Hh accumulation in the P compartment of dlp mutants. (A) Hh levels in a WT wing disk. (B) Hh levels in a dlp^MH20 null mutant wing disk. (C) Graph representing Hh levels in WT wing disks and in dlp^MH20 homozygous wing disks (average of equivalent areas of 6 disks, error bars represent SDs). (D–E) Hh levels in dlp^−/− clones: an apical view is shown in D′, and a lateral view of another clone is shown in E. Hh accumulates at the cell membranes of dlp^MH20 mutant cells. (Inset e) Nonautonomous rescue in the mutant cells located near the clone border (arrowheads), which is also seen in D. (F) Ptc expression in a WT wing disk. (G) Ptc expression in an hh-Gal/UAS-Dlp^RNAi, Tub-Gal80^ts disk after 30 h at the restrictive temperature. (H) Graph representing Ptc levels in WT wing disks and in an hh-Gal4/UAS-Dlp^RNAi (average of expression levels of 6 disks). Observe the clear decrease of Ptc expression in hh-Gal4/UAS-Dlp^RNAi disks. (I) Disp and Dlp co-immunoprecipitation (co-IP) using a specific anti-Disp antibody. The IP was performed in extracts from salivary glands overexpressing Disp and Dlp-GFP and tested with an anti-Disp antibody. IP control was made in extracts from salivary glands overexpressing only DlpGFP and tested with the same anti-Disp antibody. IP^c, IP control. Anti-GFP antibody was used in the Western blot [Dlp^GFP, 112 kDa (asterisk), and immunoglobulins, 50 kDa]. (J and J′) Dlp expression (red) in ectopic UAS-DispYFP clones. (K and K′) Transversal section of an hh-Gal4/UAS-DispYFP wing imaginal disk. Note that Dlp is up-regulated in ectopic Disp clones. (L and L′) Dlp expression (red) in ectopic UAS-Disp^AAA using hh-Gal4 driver. (M and M′) Transversal section of the same disk. Observe that Disp^AAA-expressing cells do not accumulate Dlp.

Fig. 5.

Ihog attaches Hh basolaterally. (A and A′) Wing disk expressing IhogYFP for 24 h using the Gal80^ts system stained with an anti-Hh antibody. Note that Hh levels increase in the clones. (Inset a′) Basal view of the IhogYFP clone shown in A. Note that Hh accumulation extends several cell diameters at the most basal part of the epithelium. (a) Transversal section of an ectopic IhogYFP clone (yellow line in A). (B–C′) Extracellular Hh staining using an anti-Hh antibody in ectopic IhogYFP clones.

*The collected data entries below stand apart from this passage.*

use crate::{Discrete, Endpoint, InsertError, ListenerError, Range};
use range_traits::PartialEnum;
use std::{cmp, fmt};
use tracing::{debug, trace};

mod known;
mod listener;
mod minify;
mod segment;

pub(crate) use known::Known;
use listener::Listeners;
pub use listener::{Callback, ListenerId};
pub use segment::*;

/// Extracts the key of an entry.
pub type SortKey<E, N> = fn(&E) -> N;

/// Sparse cache of fetched key ranges.
///
/// The cache tracks which ranges of keys have been fetched from some slow
/// source, along with the entries found in those ranges. Every key outside of
/// the known sub-ranges is *missing*.
///
/// Known sub-ranges are kept sorted, disjoint and never adjacent: two
/// sub-ranges `[a, b]` and `[b + 1, c]` are always merged into `[a, c]`.
pub struct RangeCache<E, N> {
	known: Vec<Known<E, N>>,
	listeners: Listeners<E, N>,
	sort_key: SortKey<E, N>,
}

/// Piece of a walk through the cache.
enum Piece<N> {
	/// Range not covered by any known sub-range.
	Gap(Range<N>),

	/// Known sub-range at `index`, clipped to the walked span.
	Known { index: usize, range: Range<N> },
}

impl<N: Discrete> RangeCache<N, N> {
	/// Creates a cache whose entries are their own keys.
	pub fn numeric() -> Self {
		Self::new(N::clone)
	}
}

impl<E, N: Discrete> RangeCache<E, N> {
	pub fn new(sort_key: SortKey<E, N>) -> Self {
		RangeCache {
			known: Vec::new(),
			listeners: Listeners::new(),
			sort_key,
		}
	}

	pub fn sort_key(&self) -> SortKey<E, N> {
		self.sort_key
	}

	/// Number of known sub-ranges.
	pub fn range_count(&self) -> usize {
		self.known.len()
	}

	/// Number of entries over all known sub-ranges.
	pub fn entry_count(&self) -> usize {
		self.known.iter().map(Known::len).sum()
	}

	/// Checks if nothing is known yet.
	pub fn is_empty(&self) -> bool {
		self.known.is_empty()
	}

	pub fn listener_count(&self) -> usize {
		self.listeners.len()
	}

	/// Iterates over the known sub-ranges and their entries, in ascending
	/// order.
	pub fn iter(&self) -> impl Iterator<Item = (&Range<N>, &[E])> {
		self.known.iter().map(|known| (known.range(), known.entries()))
	}

	/// Search for the known sub-range including `key`.
	///
	/// Returns `Ok(index)` if it exists, or `Err(index)` where `index` is the
	/// position of the first sub-range starting after `key`.
	fn locate(&self, key: &Endpoint<N>) -> Result<usize, usize> {
		// invariants:
		// known[..i] ends before key
		// known[j..] starts after key
		let mut i = 0;
		let mut j = self.known.len();

		while i < j {
			let k = (i + j) / 2;
			let range = self.known[k].range();

			if key < range.from() {
				j = k
			} else if key > range.to() {
				i = k + 1
			} else {
				return Ok(k);
			}
		}

		Err(i)
	}

	/// Walks through `span`, alternating between gaps and known sub-ranges.
	fn walk(&self, span: &Range<N>) -> Vec<Piece<N>> {
		let mut pieces = Vec::new();
		let mut index = match self.locate(span.from()) {
			Ok(i) | Err(i) => i,
		};
		let mut cursor = Some(span.from().clone());

		while let Some(current) = cursor.take() {
			if current > *span.to() {
				break;
			}

			match self.known.get(index) {
				Some(known) if *known.range().from() <= current => {
					let to = cmp::min(known.range().to(), span.to()).clone();
					cursor = known.range().to().succ();
					pieces.push(Piece::Known {
						index,
						range: Range::new_unchecked(current, to),
					});
					index += 1;
				}
				Some(known) if known.range().from() <= span.to() => {
					let next = known.range().from().clone();
					pieces.push(Piece::Gap(Range::new_unchecked(
						current,
						next.saturating_pred(),
					)));
					cursor = Some(next);
				}
				_ => pieces.push(Piece::Gap(Range::new_unchecked(
					current,
					span.to().clone(),
				))),
			}
		}

		pieces
	}

	/// Checks that `entries` can describe `range`.
	fn validate(&self, range: &Range<N>, entries: &[E]) -> Result<(), InsertError> {
		let out_of_bounds = || InsertError::EntryOutOfBounds {
			range: range.to_string(),
		};

		let mut keys = entries.iter().map(self.sort_key);
		let Some(mut current) = keys.next() else {
			return Ok(());
		};

		if !range.includes(&Endpoint::Finite(current.clone())) {
			return Err(out_of_bounds());
		}

		for next in keys {
			match next.cmp(&current) {
				cmp::Ordering::Less => return Err(InsertError::UnsortedEntries),
				cmp::Ordering::Equal => {
					return Err(InsertError::DuplicateKey {
						key: next.to_string(),
					})
				}
				cmp::Ordering::Greater => current = next,
			}
		}

		if !range.includes(&Endpoint::Finite(current)) {
			return Err(out_of_bounds());
		}

		Ok(())
	}

	/// Merges `range` and its `entries` into the known sub-ranges.
	///
	/// Every known sub-range overlapping or touching `range` is absorbed. The
	/// absorbed entries inside of `range` are replaced by `entries`, the ones
	/// outside are kept. Returns the number of absorbed sub-ranges and the
	/// resulting sub-range.
	///
	/// Callers guarantee the entries are valid for `range`.
	fn splice(&mut self, range: &Range<N>, entries: Vec<E>) -> (usize, Range<N>) {
		let span_from = match range.from().pred() {
			Some(pred) if self.locate(&pred).is_ok() => pred,
			_ => range.from().clone(),
		};
		let span_to = match range.to().succ() {
			Some(succ) if self.locate(&succ).is_ok() => succ,
			_ => range.to().clone(),
		};
		let span = Range::new_unchecked(span_from, span_to);

		let pieces = self.walk(&span);
		let first = match self.locate(span.from()) {
			Ok(i) | Err(i) => i,
		};
		let count = pieces
			.iter()
			.filter(|piece| matches!(piece, Piece::Known { .. }))
			.count();
		let mut incoming = Known::new(range.clone(), entries, self.sort_key);
		let mut absorbed = self.known.drain(first..(first + count));
		let mut merged = Vec::new();
		let mut from = span.from().clone();
		let mut to = span.to().clone();

		for piece in pieces {
			match piece {
				Piece::Gap(gap) => merged.extend(incoming.take_in(gap.from(), gap.to())),
				Piece::Known { .. } => {
					let Some(mut existing) = absorbed.next() else {
						continue;
					};
					let bounds = existing.range().clone();
					from = cmp::min(from, bounds.from().clone());
					to = cmp::max(to, bounds.to().clone());

					if bounds.from() < range.from() {
						merged.extend(existing.take_in(bounds.from(), &range.from().saturating_pred()));
					}

					merged.extend(incoming.take_in(bounds.from(), bounds.to()));

					if bounds.to() > range.to() {
						merged.extend(existing.take_in(&range.to().saturating_succ(), bounds.to()));
					}
				}
			}
		}

		drop(absorbed);
		let result = Range::new_unchecked(from, to);
		self.known.insert(
			first,
			Known::new(result.clone(), merged, self.sort_key),
		);

		(count, result)
	}
}

impl<E: Clone, N: Discrete> RangeCache<E, N> {
	/// Inserts a freshly fetched range along with every entry it holds.
	///
	/// `entries` fully describe `range`: whatever was known inside of `range`
	/// is replaced. Known sub-ranges overlapping or touching `range` are merged
	/// with it.
	///
	/// The entries must be sorted by strictly increasing key and lie within
	/// `range`, otherwise the cache is left untouched and an error is returned.
	pub fn insert_range(&mut self, range: Range<N>, entries: Vec<E>) -> Result<(), InsertError> {
		self.validate(&range, &entries)?;

		let len = entries.len();
		let (absorbed, result) = self.splice(&range, entries);
		debug!(range = %range, entries = len, absorbed, result = %result, "inserted range");

		self.notify(&range);
		Ok(())
	}

	/// Adds a single entry.
	///
	/// If the entry key is not known, the entry is only added when
	/// `create_range` is set, in which case the key becomes known and is merged
	/// with the adjacent sub-ranges.
	///
	/// Returns `false` if nothing was added, for instance because an entry with
	/// the same key already exists.
	pub fn add(&mut self, entry: E, create_range: bool) -> bool {
		let key = Endpoint::Finite((self.sort_key)(&entry));

		let added = match self.locate(&key) {
			Ok(index) => self.known[index].add(entry),
			Err(_) if create_range => {
				self.splice(&Range::singleton(key.clone()), vec![entry]);
				true
			}
			Err(_) => false,
		};

		if added {
			trace!(key = %key, create_range, "added entry");
			self.notify(&Range::singleton(key));
		}

		added
	}

	/// Removes the entry with the given key, returning it.
	///
	/// Deleting from a missing range is not an error and returns `None`.
	pub fn delete<'a>(&mut self, lookup: impl Into<Lookup<'a, E, N>>) -> Option<E>
	where
		E: 'a,
	{
		let key = lookup.into().resolve(self.sort_key);
		let index = self.locate(&key).ok()?;
		let removed = self.known[index].delete(&key)?;

		trace!(key = %key, "deleted entry");
		self.notify(&Range::singleton(key));
		Some(removed)
	}

	/// Replaces the known entry with the same key, returning the previous one.
	///
	/// Returns `None` and leaves the cache untouched if no such entry exists.
	pub fn update(&mut self, entry: E) -> Option<E> {
		let key = Endpoint::Finite((self.sort_key)(&entry));
		let index = self.locate(&key).ok()?;
		let previous = self.known[index].update(entry)?;

		trace!(key = %key, "updated entry");
		self.notify(&Range::singleton(key));
		Some(previous)
	}

	/// Describes what is known about `range`.
	///
	/// The returned segments are in ascending order and cover `range` exactly.
	/// Known segments hold the entries clipped to the segment.
	pub fn entries(&self, range: &Range<N>) -> Vec<Segment<E, N>> {
		self.walk(range)
			.into_iter()
			.map(|piece| match piece {
				Piece::Gap(gap) => Segment::Missing(gap),
				Piece::Known { index, range } => Segment::Known {
					entries: self.known[index]
						.entries_in(range.from(), range.to())
						.to_vec(),
					range,
				},
			})
			.collect()
	}

	/// Finds the first entry with a key greater or equal to the given one.
	///
	/// Returns the missing range that could hold such an entry if there is
	/// none in the enclosing known sub-range, or `NoValue` if every key above
	/// is known.
	pub fn next_entry<'a>(&self, lookup: impl Into<Lookup<'a, E, N>>) -> Neighbor<'_, E, N>
	where
		E: 'a,
	{
		let key = lookup.into().resolve(self.sort_key);

		match self.locate(&key) {
			Ok(index) => {
				let known = &self.known[index];

				if let Some(entry) = known.entries_in(&key, &Endpoint::PosInfinity).first() {
					Neighbor::Entry(entry)
				} else if *known.range().to() == Endpoint::PosInfinity {
					Neighbor::NoValue
				} else {
					Neighbor::Missing(Range::new_unchecked(
						known.range().to().saturating_succ(),
						self.gap_end(index + 1),
					))
				}
			}
			Err(index) => {
				let from = match index.checked_sub(1) {
					Some(previous) => self.known[previous].range().to().saturating_succ(),
					None => key,
				};
				Neighbor::Missing(Range::new_unchecked(from, self.gap_end(index)))
			}
		}
	}

	/// Finds the last entry with a key lower or equal to the given one.
	///
	/// Returns the missing range that could hold such an entry if there is
	/// none in the enclosing known sub-range, or `NoValue` if every key below
	/// is known.
	pub fn previous_entry<'a>(&self, lookup: impl Into<Lookup<'a, E, N>>) -> Neighbor<'_, E, N>
	where
		E: 'a,
	{
		let key = lookup.into().resolve(self.sort_key);

		match self.locate(&key) {
			Ok(index) => {
				let known = &self.known[index];

				if let Some(entry) = known.entries_in(&Endpoint::NegInfinity, &key).last() {
					Neighbor::Entry(entry)
				} else if *known.range().from() == Endpoint::NegInfinity {
					Neighbor::NoValue
				} else {
					Neighbor::Missing(Range::new_unchecked(
						self.gap_start(index),
						known.range().from().saturating_pred(),
					))
				}
			}
			Err(index) => {
				let to = match self.known.get(index) {
					Some(next) => next.range().from().saturating_pred(),
					None => key,
				};
				Neighbor::Missing(Range::new_unchecked(self.gap_start(index), to))
			}
		}
	}

	/// First key of the gap ending right before the sub-range at `index`.
	fn gap_start(&self, index: usize) -> Endpoint<N> {
		match index.checked_sub(1) {
			Some(previous) => self.known[previous].range().to().saturating_succ(),
			None => Endpoint::NegInfinity,
		}
	}

	/// Last key of the gap starting right before the sub-range at `index`.
	fn gap_end(&self, index: usize) -> Endpoint<N> {
		match self.known.get(index) {
			Some(next) => next.range().from().saturating_pred(),
			None => Endpoint::PosInfinity,
		}
	}

	/// Registers a listener on `range`.
	///
	/// The callback is immediately called with the current view of `range`,
	/// and then every time a mutation affects `range`.
	pub fn add_listener(
		&mut self,
		range: Range<N>,
		callback: Callback<E, N>,
	) -> Result<ListenerId, ListenerError> {
		if self.listeners.contains(&callback) {
			return Err(ListenerError::DuplicateListener);
		}

		let view = self.entries(&range);
		let id = self.listeners.insert(range.clone(), callback.clone());
		debug!(listener = %id, range = %range, "added listener");

		callback(&view);
		Ok(id)
	}

	/// Removes a listener.
	///
	/// Returns `false` if no such listener is registered.
	pub fn remove_listener(&mut self, id: ListenerId) -> bool {
		match self.listeners.remove(id) {
			Some(range) => {
				debug!(listener = %id, range = %range, "removed listener");
				true
			}
			None => false,
		}
	}

	/// Delivers a fresh view to every listener whose range intersects
	/// `changed`, in registration order.
	fn notify(&self, changed: &Range<N>) {
		for (id, listener) in self.listeners.intersecting(changed) {
			trace!(listener = %id, range = %listener.range(), "notifying listener");
			(listener.callback())(&self.entries(listener.range()));
		}
	}
}

impl<E: fmt::Debug, N: Discrete> fmt::Debug for RangeCache<E, N> {
	fn fmt(&self, f: &mut fmt::Formatter) -> fmt::Result {
		f.debug_map().entries(self.iter()).finish()
	}
}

Note the cell surface accumulation of Hh in lateral (B and B′) and basal (C and C′) confocal sections. (D–D′′) Ectopic Disp clones marked by anti-βGal staining (blue in D) and by the specific anti-Disp antibody (red in D and gray in D′) increase endogenous Ihog levels (green in D and gray in D′′). (E and E′) Wing disk expressing Disp^AAA in the dorsal compartment for 44 h using ap-Gal4; Tub-Gal80^ts driver marked by GFP and stained with anti-Disp (red in E) and anti-Ihog antibodies (blue in E and gray in E′). (E′) Note that the expression of Disp^AAA does not cause an increase of Ihog protein levels. (F–F′′) Basal confocal section of an ectopic clone coexpressing IhogRFP and HhC85SN-GFP, without cholesterol and palmitic acid adducts. Note that this unlipidated form of Hh, which cannot signal, is not able to decorate cellular extensions labeled with Ihog (arrowheads in F′ and F′′) as does the lipidated form (Inset a′).